Technologies allowing
in situ
tissue molecular analysis of the “high-plex” type (>20 molecules per tissue section) are the 21
st
century inventions that are revolutionizing our knowledge of the biology of malignant tumors and many benign alterations. These technologies are based on specific probe labeling systems for the detection of tissue components [proteins, messenger RNA (mRNA)], as well as on detailed image analysis, combined with computational tools. We are synthetically presenting technologies based on image analysis, such as multiplex immunofluorescence (mIF), imaging mass cytometry (IMC), and multiplexed ion beam imaging (MIBI), as well as the ones not based on image analysis, such as multiplex in situ hybridizations (ISHs) using various principles. All of them are supported by powerful software which enable both tissue segmentation and data analysis.

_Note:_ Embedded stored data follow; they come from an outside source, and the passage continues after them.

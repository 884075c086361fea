//! Storefront API port and its HTTP-backed client.

use crate::catalog::{Product, Stock};
use crate::ids::ProductId;
use shoes_data::{FetchClient, FetchError};

/// Read access to the remote storefront API.
///
/// The cart needs two lookups: available stock and the full catalog
/// record. Implementations suspend the caller until the response
/// arrives; no timeout or retry is applied at this layer.
pub trait StorefrontApi {
    /// Fetch the available stock for a product.
    fn stock(&self, id: ProductId) -> Result<Stock, FetchError>;

    /// Fetch the full catalog record for a product.
    fn product(&self, id: ProductId) -> Result<Product, FetchError>;
}

/// HTTP-backed storefront client.
///
/// Issues `GET stock/{id}` and `GET products/{id}` against the
/// configured base URL.
pub struct StorefrontClient {
    client: FetchClient,
}

impl StorefrontClient {
    /// Create a client for the given API base URL.
    pub fn new(base_url: impl Into<String>) -> Self {
        Self {
            client: FetchClient::new()
                .with_base_url(base_url)
                .with_default_header("Accept", "application/json"),
        }
    }
}

impl StorefrontApi for StorefrontClient {
    fn stock(&self, id: ProductId) -> Result<Stock, FetchError> {
        self.client
            .get(format!("/stock/{}", id))
            .send()?
            .error_for_status()?
            .json()
    }

    fn product(&self, id: ProductId) -> Result<Product, FetchError> {
        self.client
            .get(format!("/products/{}", id))
            .send()?
            .error_for_status()?
            .json()
    }
}
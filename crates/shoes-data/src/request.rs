//! HTTP request builder.

use crate::FetchError;
use serde::Serialize;
use std::collections::HashMap;

/// HTTP methods.
#[derive(Debug, Clone, Copy, PartialEq, Eq)]
pub enum Method {
    Get,
    Post,
    Put,
    Delete,
}

impl Method {
    /// Convert to the HTTP method string.
    pub fn as_str(&self) -> &'static str {
        match self {
            Method::Get => "GET",
            Method::Post => "POST",
            Method::Put => "PUT",
            Method::Delete => "DELETE",
        }
    }
}

/// A builder for constructing HTTP requests.
#[derive(Debug, Clone)]
pub struct RequestBuilder {
    pub(crate) method: Method,
    pub(crate) url: String,
    #[allow(dead_code)] // Read in the wasm32 send path
    pub(crate) headers: HashMap<String, String>,
    #[allow(dead_code)] // Read in the wasm32 send path
    pub(crate) body: Option<Vec<u8>>,
}

impl RequestBuilder {
    /// Create a new request builder.
    pub fn new(method: Method, url: impl Into<String>) -> Self {
        Self {
            method,
            url: url.into(),
            headers: HashMap::new(),
            body: None,
        }
    }

    /// Add a header to the request.
    pub fn header(mut self, key: impl Into<String>, value: impl Into<String>) -> Self {
        self.headers.insert(key.into(), value.into());
        self
    }

    /// Set the request body as raw bytes.
    pub fn body(mut self, body: impl Into<Vec<u8>>) -> Self {
        self.body = Some(body.into());
        self
    }

    /// Set the request body as JSON.
    pub fn json<T: Serialize>(mut self, value: &T) -> Result<Self, FetchError> {
        let json = serde_json::to_vec(value)?;
        self.headers
            .insert("Content-Type".to_string(), "application/json".to_string());
        self.body = Some(json);
        Ok(self)
    }

    /// Add a bearer token authorization header.
    pub fn bearer_auth(self, token: impl AsRef<str>) -> Self {
        self.header("Authorization", format!("Bearer {}", token.as_ref()))
    }

    /// Set the Accept header.
    pub fn accept(self, content_type: impl Into<String>) -> Self {
        self.header("Accept", content_type)
    }
}
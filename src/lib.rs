//! Sitefold: mirrors a website into a local, statically-servable copy
//!
//! This crate crawls every same-origin resource reachable from a set of root
//! pages by scanning HTML, CSS, and JavaScript for references, and writes the
//! fetched bytes into a git-tracked output directory.

pub mod config;
pub mod crawler;
pub mod output;
pub mod scan;

use thiserror::Error;

/// Main error type for sitefold operations
#[derive(Debug, Error)]
pub enum MirrorError {
    #[error("Configuration error: {0}")]
    Config(#[from] ConfigError),

    #[error("Root \"{root}\" does not lie under base URL \"{base}\"")]
    RootOutsideOrigin { root: String, base: String },

    #[error("Git error: {0}")]
    Git(#[from] GitError),

    #[error("HTTP client error: {0}")]
    Reqwest(#[from] reqwest::Error),

    #[error("URL parse error: {0}")]
    UrlParse(#[from] url::ParseError),

    #[error("IO error: {0}")]
    Io(#[from] std::io::Error),
}

/// Configuration-specific errors
#[derive(Debug, Error)]
pub enum ConfigError {
    #[error("Failed to read config file: {0}")]
    Io(#[from] std::io::Error),

    #[error("Failed to parse TOML: {0}")]
    Parse(#[from] toml::de::Error),

    #[error("Validation error: {0}")]
    Validation(String),

    #[error("Invalid base URL: {0}")]
    InvalidBaseUrl(String),
}

/// Errors from the version-control collaborator
#[derive(Debug, Error)]
pub enum GitError {
    #[error("Target git repository is not clean")]
    DirtyWorkspace,

    #[error("Failed to {action}: {detail}")]
    Command { action: String, detail: String },

    #[error("Failed to run git: {0}")]
    Spawn(#[from] std::io::Error),
}

/// Result type alias for sitefold operations
pub type Result<T> = std::result::Result<T, MirrorError>;

/// Result type alias for configuration operations
pub type ConfigResult<T> = std::result::Result<T, ConfigError>;

// Re-export commonly used types
pub use config::Config;
pub use crawler::{mirror, Engine, Frontier, PendingLink};
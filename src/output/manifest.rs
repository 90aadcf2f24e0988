//! Run manifest
//!
//! A write-only log of every relative path stored during the run. It plays
//! no part in crawl decisions; it is sorted and persisted once at the end.

use std::path::Path;

#[derive(Debug, Default)]
pub struct Manifest {
    paths: Vec<String>,
}

impl Manifest {
    pub fn new() -> Self {
        Self::default()
    }

    pub fn push(&mut self, path: String) {
        self.paths.push(path);
    }

    pub fn len(&self) -> usize {
        self.paths.len()
    }

    pub fn is_empty(&self) -> bool {
        self.paths.is_empty()
    }

    pub fn paths(&self) -> &[String] {
        &self.paths
    }

    /// The manifest as newline-terminated lines, lexicographically sorted.
    pub fn sorted_lines(&self) -> String {
        let mut sorted = self.paths.clone();
        sorted.sort();
        let mut out = String::new();
        for path in sorted {
            out.push_str(&path);
            out.push('\n');
        }
        out
    }

    pub async fn write(&self, path: &Path) -> std::io::Result<()> {
        tokio::fs::write(path, self.sorted_lines()).await
    }
}
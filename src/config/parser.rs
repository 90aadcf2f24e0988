use crate::config::types::Config;
use crate::config::validation::validate;
use crate::ConfigError;
use std::fs;
use std::path::Path;

/// Parses and validates configuration from TOML text
pub fn parse_config(raw: &str) -> Result<Config, ConfigError> {
    let config: Config = toml::from_str(raw)?;
    validate(&config)?;
    Ok(config)
}

/// Loads and validates a configuration file
pub fn load_config(path: &Path) -> Result<Config, ConfigError> {
    let raw = fs::read_to_string(path)?;
    parse_config(&raw)
}

#[cfg(test)]
mod tests {
    use super::*;

    const VALID: &str = r#"
        [mirror]
        base-url = "https://example.net/site/"
        roots = ["index.html", "extra/page.html"]

        [output]
        directory = "out"
        branch = "mirror"
        use-original-names = true
        manifest-path = "files.txt"
    "#;

    #[test]
    fn parses_a_full_config() {
        let config = parse_config(VALID).unwrap();
        assert_eq!(config.mirror.base_url, "https://example.net/site/");
        assert_eq!(config.mirror.roots, vec!["index.html", "extra/page.html"]);
        assert_eq!(config.output.directory, "out");
        assert_eq!(config.output.branch, "mirror");
        assert!(config.output.use_original_names);
        assert!(!config.output.skip_git);
        assert_eq!(config.output.manifest_path.as_deref(), Some("files.txt"));
    }

    #[test]
    fn defaults_apply() {
        let config = parse_config(
            r#"
            [mirror]
            base-url = "https://example.net/"

            [output]
            directory = "out"
            "#,
        )
        .unwrap();
        assert_eq!(config.mirror.roots, vec!["index.html"]);
        assert_eq!(config.output.branch, "master");
        assert!(!config.output.use_original_names);
        assert!(!config.output.skip_git);
        assert_eq!(config.output.manifest_path, None);
    }

    #[test]
    fn invalid_base_url_fails_validation() {
        let result = parse_config(
            r#"
            [mirror]
            base-url = "https://example.net/site"

            [output]
            directory = "out"
            "#,
        );
        assert!(matches!(result, Err(ConfigError::InvalidBaseUrl(_))));
    }

    #[test]
    fn malformed_toml_is_a_parse_error() {
        assert!(matches!(
            parse_config("not toml at all ["),
            Err(ConfigError::Parse(_))
        ));
    }

    #[test]
    fn load_config_reads_from_disk() {
        let dir = tempfile::tempdir().unwrap();
        let path = dir.path().join("mirror.toml");
        std::fs::write(&path, VALID).unwrap();
        let config = load_config(&path).unwrap();
        assert_eq!(config.output.directory, "out");
    }

    #[test]
    fn missing_file_is_an_io_error() {
        assert!(matches!(
            load_config(Path::new("/nonexistent/mirror.toml")),
            Err(ConfigError::Io(_))
        ));
    }
}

In the context of cancer treatment personalization, these technologies can reveal areas of tumor tissue and/or cellular subpopulations that are responsible for good or bad responses to anticancer drugs. Thus, they represent an unprecedented aid in the exploration of intratumor heterogeneity (ITH), which has already been shown to be one of the main reasons for the therapeutic failure of targeted anticancer treatments. The arrival of antibody-drug conjugates (ADCs) and radio-immunoconjugates (RICs) in the therapeutic arsenal in oncology imposes a deep exploration of molecular ITH, where technologies of spatial tissue analysis reveal an emerging category of biomarkers—spatial biomarkers.